For their second album, the members of the All Stars knew that if they truly wanted to establish themselves as more then just a novelty act they needed to prove to the world that they had the talent to produce an album that would stand on its own merits, without a film to prop it up. Luckily, years of touring and performing together had sharpened their skills, and they were overflowing with material, both old and new. At the same time, while band was now in a position to record with better facilities and with top quality producers, it was essential to maintain the intimate spirit and endearingly rough edges captured in the first album.
After recording some songs and demos in Sierra Leone, the group went to New Orleans, Louisiana to work on the album with veteran producer Steve Berlin, a member of Los Lobos who has produced for Angelique Kidjo, Michelle Shocked, Jackie Green, Alex Ounsworth, Rickie Lee Jones and many others. The decision to record in New Orleans was partially a practical one: the band was ending a tour there and Berlin liked the facilities and atmosphere at Piety Street Studios in the Bywater neighborhood of the city.

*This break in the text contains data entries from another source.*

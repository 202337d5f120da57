// Slack client module: a small blocking HTTP client that uploads a profile
// photo through the `users.setPhoto` Web API method.

use anyhow::{Context, Result};
use log::{info, warn};
use reqwest::blocking::{multipart, Client};
use serde::Deserialize;
use std::path::Path;

/// Default `users.setPhoto` endpoint.
pub const SET_PHOTO_URL: &str = "https://slack.com/api/users.setPhoto";

/// Something that can publish a photo file as the user's profile photo.
pub trait PhotoUploader {
    fn upload(&self, token: &str, path: &Path) -> Result<()>;
}

/// Blocking client bound to a single `users.setPhoto` endpoint.
#[derive(Clone)]
pub struct SlackClient {
    client: Client,
    endpoint: String,
}

/// Envelope every Slack Web API method answers with.
#[derive(Deserialize, Debug, PartialEq)]
pub struct SetPhotoResponse {
    pub ok: bool,
    #[serde(default)]
    pub error: Option<String>,
}

impl SlackClient {
    /// Create a client for the endpoint in `SLACK_API_URL`, or
    /// [`SET_PHOTO_URL`] when the variable is unset.
    pub fn from_env() -> Result<Self> {
        let endpoint = std::env::var("SLACK_API_URL").unwrap_or_else(|_| SET_PHOTO_URL.into());
        Self::with_endpoint(endpoint)
    }

    pub fn with_endpoint(endpoint: impl Into<String>) -> Result<Self> {
        let client = Client::builder()
            .build()
            .context("Failed to build HTTP client")?;
        Ok(Self::new(client, endpoint))
    }

    /// Use an already configured `reqwest` client.
    pub fn new(client: Client, endpoint: impl Into<String>) -> Self {
        SlackClient {
            client,
            endpoint: endpoint.into(),
        }
    }

    pub fn endpoint(&self) -> &str {
        &self.endpoint
    }

    /// Build the multipart body: an `image` part with the file's bytes and
    /// base filename, plus a `token` text field.
    pub fn build_form(token: &str, path: &Path) -> Result<multipart::Form> {
        let bytes = std::fs::read(path)
            .with_context(|| format!("Failed to read photo {}", path.display()))?;
        let file_name = path
            .file_name()
            .map(|s| s.to_string_lossy().into_owned())
            .unwrap_or_else(|| "image".into());

        let part = multipart::Part::bytes(bytes)
            .file_name(file_name)
            .mime_str(mime_for(path))
            .context("Invalid image mime type")?;
        Ok(multipart::Form::new()
            .part("image", part)
            .text("token", token.to_string()))
    }

    /// POST `path` as the profile photo of the user owning `token`.
    ///
    /// Non-2xx statuses and `ok: false` answers are errors. A 2xx body
    /// that is not the usual JSON envelope is accepted with a warning.
    pub fn set_photo(&self, token: &str, path: &Path) -> Result<SetPhotoResponse> {
        let form = Self::build_form(token, path)?;
        let res = self
            .client
            .post(&self.endpoint)
            .multipart(form)
            .send()
            .context("Failed to send setPhoto request")?;

        let status = res.status();
        if !status.is_success() {
            let txt = res.text().unwrap_or_else(|_| "".into());
            anyhow::bail!("Upload failed: {} - {}", status, txt);
        }
        let txt = res.text().context("Failed to read setPhoto response")?;
        match serde_json::from_str::<SetPhotoResponse>(&txt) {
            Ok(resp) if resp.ok => Ok(resp),
            Ok(resp) => anyhow::bail!(
                "Slack rejected photo: {}",
                resp.error.as_deref().unwrap_or("unknown error")
            ),
            Err(e) => {
                warn!("Unrecognized setPhoto response ({}): {}", e, txt);
                Ok(SetPhotoResponse { ok: true, error: None })
            }
        }
    }
}

impl PhotoUploader for SlackClient {
    fn upload(&self, token: &str, path: &Path) -> Result<()> {
        info!("Uploading {} to {}", path.display(), self.endpoint);
        self.set_photo(token, path)?;
        info!("Profile photo updated");
        Ok(())
    }
}

fn mime_for(path: &Path) -> &'static str {
    let ext = path
        .extension()
        .map(|e| e.to_string_lossy().to_ascii_lowercase());
    match ext.as_deref() {
        Some("png") => "image/png",
        Some("jpg") | Some("jpeg") => "image/jpeg",
        Some("gif") => "image/gif",
        _ => "application/octet-stream",
    }
}
//! Session context handed to dialog handlers

use super::{Inbound, OutboundSink, OutgoingMessage};
use crate::dialog::DialogError;
use crate::pipe::PipeReceiver;
use std::sync::Arc;
use std::time::Duration;
use tokio_util::sync::CancellationToken;

/// Per-session capability object: send replies, wait for input, prompt
/// until the reply is acceptable.
///
/// Owns the consumer half of the session's queue, so only the session's own
/// worker can read its input.
pub struct SessionContext<E, M> {
    meta: M,
    queue: PipeReceiver<E>,
    outbound: Arc<dyn OutboundSink<M>>,
    idle_timeout: Option<Duration>,
    cancel: CancellationToken,
    /// Who is on the other end, for message logs
    user: Option<String>,
}

impl<E, M> SessionContext<E, M>
where
    E: Inbound + Send,
    M: Send + Sync,
{
    pub fn new(meta: M, queue: PipeReceiver<E>, outbound: Arc<dyn OutboundSink<M>>) -> Self {
        Self {
            meta,
            queue,
            outbound,
            idle_timeout: None,
            cancel: CancellationToken::new(),
            user: None,
        }
    }

    /// End the session if no input arrives within `limit`
    #[must_use]
    pub fn with_idle_timeout(mut self, limit: Option<Duration>) -> Self {
        self.idle_timeout = limit;
        self
    }

    /// End the session when `token` is cancelled
    #[must_use]
    pub fn with_cancellation(mut self, token: CancellationToken) -> Self {
        self.cancel = token;
        self
    }

    /// Tag every logged message line with `user`
    #[must_use]
    pub fn with_user_label(mut self, user: impl Into<String>) -> Self {
        self.user = Some(user.into());
        self
    }

    pub fn user_label(&self) -> Option<&str> {
        self.user.as_deref()
    }

    pub fn meta(&self) -> &M {
        &self.meta
    }

    /// Deliver a message to this session's chat.
    pub async fn send(&self, message: impl Into<OutgoingMessage>) -> Result<(), DialogError> {
        let message = message.into();
        log_lines("out", self.user_label(), &message.text);
        self.outbound.deliver(&self.meta, &message).await?;
        Ok(())
    }

    /// Wait for the next inbound event and return its body.
    ///
    /// Events without a body yield an empty string.
    pub async fn receive(&mut self) -> Result<String, DialogError> {
        let Self {
            queue,
            idle_timeout,
            cancel,
            user,
            ..
        } = self;
        let limit = *idle_timeout;

        let wait = async {
            match limit {
                Some(limit) => tokio::time::timeout(limit, queue.next())
                    .await
                    .map_err(|_| DialogError::IdleTimeout(limit)),
                None => Ok(queue.next().await),
            }
        };

        let event = tokio::select! {
            biased;
            () = cancel.cancelled() => return Err(DialogError::Cancelled),
            event = wait => event?,
        };
        let event = event.ok_or(DialogError::Closed)?;

        let body = event.body().unwrap_or_default().to_string();
        let shown = if body.is_empty() { "<no text>" } else { body.as_str() };
        log_lines("in", user.as_deref(), shown);
        Ok(body)
    }

    /// Send `message` and wait for a reply, repeating until the reply is one
    /// of `allowed`.
    ///
    /// There is no retry limit; the session stays here until the user
    /// answers with something acceptable.
    pub async fn prompt_and_validate<A: AsRef<str> + Sync>(
        &mut self,
        message: impl Into<OutgoingMessage>,
        allowed: &[A],
    ) -> Result<String, DialogError> {
        let message = message.into();
        loop {
            self.send(message.clone()).await?;
            let reply = self.receive().await?;
            if allowed.iter().any(|a| a.as_ref() == reply) {
                return Ok(reply);
            }
            tracing::debug!(reply = %reply, "reply not among offered options, prompting again");
        }
    }

    /// Prompt with the options of the message's own keyboard
    pub async fn input(&mut self, message: OutgoingMessage) -> Result<String, DialogError> {
        let allowed: Vec<String> = message.options().into_iter().map(str::to_string).collect();
        if allowed.is_empty() {
            return Err(DialogError::handler(
                "prompt offers no reply options and could never be answered",
            ));
        }
        self.prompt_and_validate(message, &allowed).await
    }
}

fn log_lines(direction: &'static str, user: Option<&str>, contents: &str) {
    let user = user.unwrap_or("unknown");
    for line in contents.lines() {
        tracing::info!(direction, user, line, "message");
    }
}
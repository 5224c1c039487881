//! Mock transport implementations for testing
//!
//! These mocks let sessions and dialogs run without stdio.

use super::traits::*;
use super::{ChatEvent, ChatUser, OutgoingMessage};
use crate::pipe::PipeSender;
use async_trait::async_trait;
use std::sync::Mutex;
use tokio::sync::Notify;

// ============================================================================
// Recording Sink
// ============================================================================

/// Sink that records every delivered message
pub struct RecordingSink<M> {
    messages: Mutex<Vec<(M, OutgoingMessage)>>,
    /// Notified after each delivery (for test synchronization)
    pub delivered: Notify,
}

impl<M: Clone> Default for RecordingSink<M> {
    fn default() -> Self {
        Self::new()
    }
}

impl<M: Clone> RecordingSink<M> {
    pub fn new() -> Self {
        Self {
            messages: Mutex::new(Vec::new()),
            delivered: Notify::new(),
        }
    }

    pub fn messages(&self) -> Vec<(M, OutgoingMessage)> {
        self.messages.lock().unwrap().clone()
    }

    pub fn texts(&self) -> Vec<String> {
        self.messages
            .lock()
            .unwrap()
            .iter()
            .map(|(_, m)| m.text.clone())
            .collect()
    }

    pub fn last(&self) -> Option<OutgoingMessage> {
        self.messages.lock().unwrap().last().map(|(_, m)| m.clone())
    }

    pub fn len(&self) -> usize {
        self.messages.lock().unwrap().len()
    }

    /// Wait until at least `count` messages have been delivered
    pub async fn wait_for(&self, count: usize) {
        loop {
            let notified = self.delivered.notified();
            if self.len() >= count {
                return;
            }
            notified.await;
        }
    }
}

#[async_trait]
impl<M: Clone + Send + Sync> OutboundSink<M> for RecordingSink<M> {
    async fn deliver(&self, meta: &M, message: &OutgoingMessage) -> Result<(), DeliveryError> {
        self.messages
            .lock()
            .unwrap()
            .push((meta.clone(), message.clone()));
        self.delivered.notify_waiters();
        Ok(())
    }
}

// ============================================================================
// Failing Sink
// ============================================================================

/// Sink that rejects every message
pub struct FailingSink;

#[async_trait]
impl<M: Send + Sync> OutboundSink<M> for FailingSink {
    async fn deliver(&self, _meta: &M, _message: &OutgoingMessage) -> Result<(), DeliveryError> {
        Err(DeliveryError::Rejected("mock sink is down".to_string()))
    }
}

// ============================================================================
// Chat helpers
// ============================================================================

pub fn user(id: i64) -> ChatUser {
    ChatUser::new(id, Some(&format!("user{id}")))
}

/// Text message from `user(chat_id)` in chat `chat_id`
pub fn said(chat_id: i64, text: &str) -> ChatEvent {
    ChatEvent::text(chat_id, user(chat_id), text)
}

/// Push a series of replies into a session's queue
pub fn reply_all(tx: &PipeSender<ChatEvent>, chat_id: i64, replies: &[&str]) {
    for reply in replies {
        tx.push(said(chat_id, reply)).unwrap();
    }
}
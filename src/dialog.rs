//! Declarative dialog state machine
//!
//! A dialog is a static graph of named states. Each state owns an async
//! handler that receives the session's context, may suspend on it, and
//! returns the id of the next state. The graph is validated once when it is
//! built and shared by every session.

mod error;
mod machine;

pub use error::{DefinitionError, DialogError};
pub use machine::{Handler, StateId, StateMachine, StateMachineBuilder};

But New Orleans also offered an opportunity to draw on an incredibly rich pool of musicians, and the city’s laid back vibe, spicy food and enthusiastic hospitality reminded the All Stars of being home in Africa. It ended up being an inspired choice of venue, as the residents of New Orleans could relate both to the experience of being displaced from their homes and to the redemptive power of music. Local musicians such as Troy “Trombone Shorty” Edwards, Washboard Chaz and Bonerama lent their talents to a number of tracks, giving a unique flavor to the album.
The result is Rise & Shine, a masterful collection of songs that reflects how much Sierra Leone’s Refugee All Stars have grown since their early days jamming around campfires in isolated refugee camps. The title of the album reflects the band’s desire to remain positive in the face of struggle, always greeting a new day with a spirit of excitement over what the future holds. Given how far they’ve come in just a few short years, they have reason to be optimistic. If they could not have imagined five years ago where they would be today, there’s no telling where they will be five years down the road. With an album as fully realized as this one, it’s likely they will go very far indeed.